Abstract
Schema matching is a crucial step in data integration. Many approaches to schema matching have been proposed so far. Different types of information about schemas, including structures, linguistic features and data types, etc have been used to match attributes between schemas. Relying on a single aspect of information about schemas for schema matching is not sufficient. Approaches have been proposed to combine multiple matchers taking into account different aspects of information about schemas. Weights are usually assigned to individual matchers so that their match results can be combined taking into account their different levels of importance. However, these weights have to be manually generated and are domain-dependent. We propose a new approach to combining multiple matchers using the Dempster-Shafer theory of evidence, which finds the top-k attribute correspondences of each source attribute from the target schema. We then make use of some heuristics to resolve any conflicts between the attribute correspondences of different source attributes. Our experimental results show that our approach is highly effective.
1 Introduction
There are now many searchable databases on the Web. These databases are accessed through queries formulated on their query interfaces only which are usually query forms. The query results from these databases are dynamically generated Web pages in response to form-based queries. The number of such dynamically generated Web pages is estimated around 500 times the number of static Web pages on the surface Web [1]. In many domains, users are interested in obtaining information from multiple sources. Thus, they have to access different Web databases individually via their query interfaces. For large-scale data integration over the Deep Web, it is not practical to manually model and integrate these Web databases. We aim to provide a uniform query interface that allows users to have uniform access to multiple sources [2]. Users can submit their queries to the uniform query interface and be responded with a set of combined results from multiple sources automatically.

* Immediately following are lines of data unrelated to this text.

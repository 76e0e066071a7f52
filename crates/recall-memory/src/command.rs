// SPDX-FileCopyrightText: 2026 Recall Contributors
// SPDX-License-Identifier: MIT OR Apache-2.0

//! The command surface: one verb plus loosely-typed arguments in, one flat
//! JSON envelope out.
//!
//! Required arguments are checked before any backend call. Failures of any
//! kind come back as `{"success": false, "error": ...}`; nothing panics or
//! escapes as an `Err`.

use std::str::FromStr;
use std::sync::Arc;

use recall_config::model::MemoryConfig;
use recall_core::traits::backend::DEFAULT_REINFORCE_BOOST;
use recall_core::{
    AddOptions, CommandResult, ListOptions, MemoryBackend, MemoryItem, RecallError,
    ScopeContext, ScopeKind, SearchOptions, Sector,
};
use recall_security::PrivacyGate;
use serde::Deserialize;
use serde_json::{json, Value};
use strum::{Display, EnumString, VariantNames};
use tracing::debug;

/// Results returned by `search` when no limit is given.
pub const DEFAULT_SEARCH_LIMIT: usize = 10;

/// Memories returned by `list` when no limit is given.
pub const DEFAULT_LIST_LIMIT: usize = 20;

const HELP: &str = "\
add        store a memory (content, scope?, type?, tags?)
search     search memories (query, scope?, limit?, sector?)
profile    show the user profile (query?)
list       list memories (scope?, limit?, sector?)
forget     delete a memory (memory_id, scope?)
reinforce  boost a memory's salience (memory_id, boost?)
help       show this message";

#[derive(Debug, Clone, Copy, PartialEq, Eq, Display, EnumString, VariantNames)]
#[strum(serialize_all = "lowercase", ascii_case_insensitive)]
pub enum Verb {
    Add,
    Search,
    Profile,
    List,
    Forget,
    Reinforce,
    Help,
}

/// Arguments accepted by every verb; each verb reads the ones it needs.
#[derive(Debug, Clone, Default, Deserialize)]
#[serde(default)]
pub struct CommandArgs {
    pub content: Option<String>,
    pub query: Option<String>,
    pub scope: Option<ScopeKind>,
    #[serde(alias = "memoryId", alias = "id")]
    pub memory_id: Option<String>,
    pub limit: Option<usize>,
    pub tags: Vec<String>,
    #[serde(alias = "type")]
    pub memory_type: Option<String>,
    pub boost: Option<f64>,
    pub sector: Option<Sector>,
}

fn required<'a>(value: &'a Option<String>, name: &str, verb: Verb) -> Result<&'a str, RecallError> {
    value
        .as_deref()
        .map(str::trim)
        .filter(|v| !v.is_empty())
        .ok_or_else(|| RecallError::Validation(format!("{name} is required for {verb}")))
}

fn positive(limit: Option<usize>, default: usize) -> Result<usize, RecallError> {
    match limit {
        Some(0) => Err(RecallError::Validation("limit must be at least 1".into())),
        Some(n) => Ok(n),
        None => Ok(default),
    }
}

/// Merge per-scope results by relevance score, best first. Unscored items
/// go last; equal scores keep input order.
pub fn merge_ranked(batches: Vec<Vec<MemoryItem>>, limit: usize) -> Vec<MemoryItem> {
    let mut merged: Vec<MemoryItem> = batches.into_iter().flatten().collect();
    let score = |item: &MemoryItem| item.score.unwrap_or(f64::NEG_INFINITY);
    merged.sort_by(|a, b| score(b).total_cmp(&score(a)));
    merged.truncate(limit);
    merged
}

pub struct CommandRouter {
    backend: Arc<dyn MemoryBackend>,
    gate: PrivacyGate,
    min_salience: f64,
}

impl CommandRouter {
    pub fn new(backend: Arc<dyn MemoryBackend>, gate: PrivacyGate, config: &MemoryConfig) -> Self {
        Self {
            backend,
            gate,
            min_salience: config.min_salience,
        }
    }

    /// Run `mode` with JSON `args` and return the serialized envelope.
    pub async fn execute_json(&self, mode: &str, args: Value, scope: &ScopeContext) -> String {
        let args = if args.is_null() {
            Ok(CommandArgs::default())
        } else {
            serde_json::from_value::<CommandArgs>(args)
                .map_err(|e| RecallError::Validation(format!("invalid arguments: {e}")))
        };
        let result = match args {
            Ok(args) => self.execute(mode, &args, scope).await,
            Err(e) => e.into(),
        };
        result.to_json()
    }

    pub async fn execute(&self, mode: &str, args: &CommandArgs, scope: &ScopeContext) -> CommandResult {
        let Ok(verb) = Verb::from_str(mode.trim()) else {
            return CommandResult::err(format!("Unknown mode: {mode}"));
        };
        debug!(verb = %verb, backend = %self.backend.kind(), "executing command");
        self.run(verb, args, scope).await.into()
    }

    async fn run(&self, verb: Verb, args: &CommandArgs, scope: &ScopeContext) -> Result<Value, RecallError> {
        match verb {
            Verb::Add => self.add(args, scope).await,
            Verb::Search => self.search(args, scope).await,
            Verb::Profile => {
                let profile = self
                    .backend
                    .get_profile(&scope.to_user_scope(), args.query.as_deref())
                    .await?;
                Ok(json!({ "profile": profile }))
            }
            Verb::List => {
                let limit = positive(args.limit, DEFAULT_LIST_LIMIT)?;
                let kind = args.scope.unwrap_or_default();
                let options = ListOptions {
                    limit: Some(limit),
                    offset: None,
                    sector: args.sector,
                };
                let listed = self
                    .backend
                    .list_memories(&scope.for_kind(kind), &options)
                    .await?;
                Ok(json!({
                    "scope": kind,
                    "memories": listed.memories,
                    "total": listed.total.unwrap_or(listed.memories.len()),
                }))
            }
            Verb::Forget => {
                let id = required(&args.memory_id, "memory_id", verb)?;
                let kind = args.scope.unwrap_or_default();
                self.backend.delete_memory(id, &scope.for_kind(kind)).await?;
                Ok(json!({ "id": id, "message": format!("Memory {id} forgotten") }))
            }
            Verb::Reinforce => {
                let id = required(&args.memory_id, "memory_id", verb)?;
                let boost = args.boost.unwrap_or(DEFAULT_REINFORCE_BOOST);
                if !boost.is_finite() {
                    return Err(RecallError::Validation("boost must be a finite number".into()));
                }
                self.backend.reinforce_memory(id, boost).await?;
                Ok(json!({ "id": id, "boost": boost }))
            }
            Verb::Help => Ok(json!({ "help": HELP, "commands": Verb::VARIANTS })),
        }
    }

    async fn add(&self, args: &CommandArgs, scope: &ScopeContext) -> Result<Value, RecallError> {
        let content = required(&args.content, "content", Verb::Add)?;
        let content = self.gate.filter(content)?;
        let kind = args.scope.unwrap_or_default();
        let options = AddOptions {
            memory_type: args.memory_type.clone(),
            tags: args.tags.clone(),
            metadata: None,
        };
        let added = self
            .backend
            .add_memory(&content, &scope.for_kind(kind), &options)
            .await?;
        Ok(json!({
            "id": added.id,
            "sector": added.sector,
            "scope": kind,
            "message": "Memory added",
        }))
    }

    async fn search(&self, args: &CommandArgs, scope: &ScopeContext) -> Result<Value, RecallError> {
        let query = required(&args.query, "query", Verb::Search)?;
        let limit = positive(args.limit, DEFAULT_SEARCH_LIMIT)?;
        let options = SearchOptions {
            limit: Some(limit),
            min_salience: Some(self.min_salience),
            sector: args.sector,
        };

        let results = match args.scope {
            Some(kind) => {
                self.backend
                    .search_memories(query, &scope.for_kind(kind), &options)
                    .await?
                    .results
            }
            None if scope.project_id.is_none() => {
                self.backend
                    .search_memories(query, scope, &options)
                    .await?
                    .results
            }
            None => {
                let user_scope = scope.to_user_scope();
                let (user, project) = tokio::try_join!(
                    self.backend.search_memories(query, &user_scope, &options),
                    self.backend.search_memories(query, scope, &options),
                )?;
                merge_ranked(vec![user.results, project.results], limit)
            }
        };
        Ok(json!({ "results": results, "total": results.len() }))
    }
}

7 Conclusions and Future Work
In this paper we proposed a new approach to combining multiple matchers by using the Dempster-Shafer theory of evidence and presented an algorithm for resolving the conflicts among the correspondences of different source attributes. In our approach, different matches are viewed as different sources of evidence, and mass distributions are defined on the basis of the match results from these matchers. We use Dempster’s combination rule to combine these mass dustributions, and choose the top k correspondences of each source attribute. Conflicts between the correspondences of different source attributes are finally resolved. We have implemented a prototype and tested it using a large dataset that contains real-world query interfaces in five different domains. The experimental results demonstrate the feasibility and accuracy of our approach.